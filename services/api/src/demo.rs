use crate::infra::{build_engine, demo_submission};
use caseflow::config::EngineSettings;
use caseflow::error::AppError;
use caseflow::orchestration::Recommendation;
use clap::Args;
use std::time::Duration;

#[derive(Args, Debug, Default)]
pub(crate) struct DemoArgs {
    /// Caseworker name recorded on the approval.
    #[arg(long, default_value = "demo_caseworker")]
    pub(crate) actor: String,
    /// Override the approval threshold for the demo run.
    #[arg(long)]
    pub(crate) threshold: Option<f64>,
    /// Stop after intake and scoring; do not approve or execute.
    #[arg(long)]
    pub(crate) skip_approval: bool,
}

pub(crate) async fn run_demo(args: DemoArgs) -> Result<(), AppError> {
    let mut settings = EngineSettings::default();
    if let Some(threshold) = args.threshold {
        settings.approval_threshold = threshold;
    }
    let engine = build_engine(settings)?;

    println!("Caseflow orchestration demo");
    let submission = demo_submission();
    println!(
        "Submitting '{}' event for subjects {:?}",
        submission.event_type,
        submission.subject_ids.values().collect::<Vec<_>>()
    );

    let outcome = match engine.submit_event(submission) {
        Ok(outcome) => outcome,
        Err(err) => {
            println!("  Event rejected: {err}");
            return Ok(());
        }
    };
    println!("- Event recorded as {}", outcome.event.id);

    let Some(recommendation) = outcome.recommendation else {
        println!("- Confidence stayed below the threshold; no recommendation created");
        return Ok(());
    };
    render_recommendation(&recommendation);

    if args.skip_approval {
        println!("\nSkipping approval; recommendation stays pending");
        return Ok(());
    }

    println!("\nApproving as '{}'", args.actor);
    let mut transitions = engine.subscribe();
    let executing = match engine.approve(&recommendation.id, &args.actor) {
        Ok(record) => record,
        Err(err) => {
            println!("  Approval failed: {err}");
            return Ok(());
        }
    };
    println!("- Status now {}", executing.status);

    let terminal = tokio::time::timeout(Duration::from_secs(30), async {
        loop {
            match transitions.recv().await {
                Ok(event) if event.recommendation.status.is_terminal() => {
                    break Some(event.recommendation);
                }
                Ok(_) => continue,
                Err(_) => break None,
            }
        }
    })
    .await
    .ok()
    .flatten();

    match terminal {
        Some(record) => {
            println!("\nExecution finished: {}", record.status);
            for step in &record.action_plan {
                let error_note = match &step.last_error {
                    Some(err) => format!(" ({err})"),
                    None => String::new(),
                };
                println!(
                    "  - step {} [{}] {} after {} attempt(s){}",
                    step.sequence_no,
                    step.target_system,
                    step.status.label(),
                    step.attempt_count,
                    error_note
                );
            }
        }
        None => println!("\nExecution did not reach a terminal state in time"),
    }

    let stats = engine.statistics();
    println!(
        "\nCounters: {} accepted, {} recommendations, {} completed, {} failed",
        stats.events_accepted,
        stats.recommendations_created,
        stats.executions_completed,
        stats.executions_failed
    );

    Ok(())
}

fn render_recommendation(recommendation: &Recommendation) {
    println!(
        "- Recommendation {} (confidence {:.0}%)",
        recommendation.id,
        recommendation.confidence * 100.0
    );
    println!("  Summary: {}", recommendation.summary);
    println!("  Reasoning:");
    for line in &recommendation.reasoning {
        println!("    - {line}");
    }
    println!(
        "  Estimated impact: ${:.2} saved, {} minutes recovered",
        recommendation.estimated_impact.monetary_savings_cents as f64 / 100.0,
        recommendation.estimated_impact.time_saved_minutes
    );
    println!("  Planned steps:");
    for step in &recommendation.action_plan {
        println!(
            "    {}. [{}] {}",
            step.sequence_no, step.target_system, step.payload
        );
    }
}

::::::::::

### Goal of the exercise
Could you retype all of the records above exactly as they appear?

### Reply to the exercise
filename services/api/src/demo.rs
use crate::infra::{build_engine, demo_submission};
use caseflow::config::EngineSettings;
use caseflow::error::AppError;
use caseflow::orchestration::Recommendation;
use clap::Args;
use std::time::Duration;

#[derive(Args, Debug, Default)]
pub(crate) struct DemoArgs {
    /// Caseworker name recorded on the approval.
    #[arg(long, default_value = "demo_caseworker")]
    pub(crate) actor: String,
    /// Override the approval threshold for the demo run.
    #[arg(long)]
    pub(crate) threshold: Option<f64>,
    /// Stop after intake and scoring; do not approve or execute.
    #[arg(long)]
    pub(crate) skip_approval: bool,
}

pub(crate) async fn run_demo(args: DemoArgs) -> Result<(), AppError> {
    let mut settings = EngineSettings::default();
    if let Some(threshold) = args.threshold {
        settings.approval_threshold = threshold;
    }
    let engine = build_engine(settings)?;

    println!("Caseflow orchestration demo");
    let submission = demo_submission();
    println!(
        "Submitting '{}' event for subjects {:?}",
        submission.event_type,
        submission.subject_ids.values().collect::<Vec<_>>()
    );

    let outcome = match engine.submit_event(submission) {
        Ok(outcome) => outcome,
        Err(err) => {
            println!("  Event rejected: {err}");
            return Ok(());
        }
    };
    println!("- Event recorded as {}", outcome.event.id);

    let Some(recommendation) = outcome.recommendation else {
        println!("- Confidence stayed below the threshold; no recommendation created");
        return Ok(());
    };
    render_recommendation(&recommendation);

    if args.skip_approval {
        println!("\nSkipping approval; recommendation stays pending");
        return Ok(());
    }

    println!("\nApproving as '{}'", args.actor);
    let mut transitions = engine.subscribe();
    let executing = match engine.approve(&recommendation.id, &args.actor) {
        Ok(record) => record,
        Err(err) => {
            println!("  Approval failed: {err}");
            return Ok(());
        }
    };
    println!("- Status now {}", executing.status);

    let terminal = tokio::time::timeout(Duration::from_secs(30), async {
        loop {
            match transitions.recv().await {
                Ok(event) if event.recommendation.status.is_terminal() => {
                    break Some(event.recommendation);
                }
                Ok(_) => continue,
                Err(_) => break None,
            }
        }
    })
    .await
    .ok()
    .flatten();

    match terminal {
        Some(record) => {
            println!("\nExecution finished: {}", record.status);
            for step in &record.action_plan {
                let error_note = match &step.last_error {
                    Some(err) => format!(" ({err})"),
                    None => String::new(),
                };
                println!(
                    "  - step {} [{}] {} after {} attempt(s){}",
                    step.sequence_no,
                    step.target_system,
                    step.status.label(),
                    step.attempt_count,
                    error_note
                );
            }
        }
        None => println!("\nExecution did not reach a terminal state in time"),
    }

    let stats = engine.statistics();
    println!(
        "\nCounters: {} accepted, {} recommendations, {} completed, {} failed",
        stats.events_accepted,
        stats.recommendations_created,
        stats.executions_completed,
        stats.executions_failed
    );

    Ok(())
}

fn render_recommendation(recommendation: &Recommendation) {
    println!(
        "- Recommendation {} (confidence {:.0}%)",
        recommendation.id,
        recommendation.confidence * 100.0
    );
    println!("  Summary: {}", recommendation.summary);
    println!("  Reasoning:");
    for line in &recommendation.reasoning {
        println!("    - {line}");
    }
    println!(
        "  Estimated impact: ${:.2} saved, {} minutes recovered",
        recommendation.estimated_impact.monetary_savings_cents as f64 / 100.0,
        recommendation.estimated_impact.time_saved_minutes
    );
    println!("  Planned steps:");
    for step in &recommendation.action_plan {
        println!(
            "    {}. [{}] {}",
            step.sequence_no, step.target_system, step.payload
        );
    }
}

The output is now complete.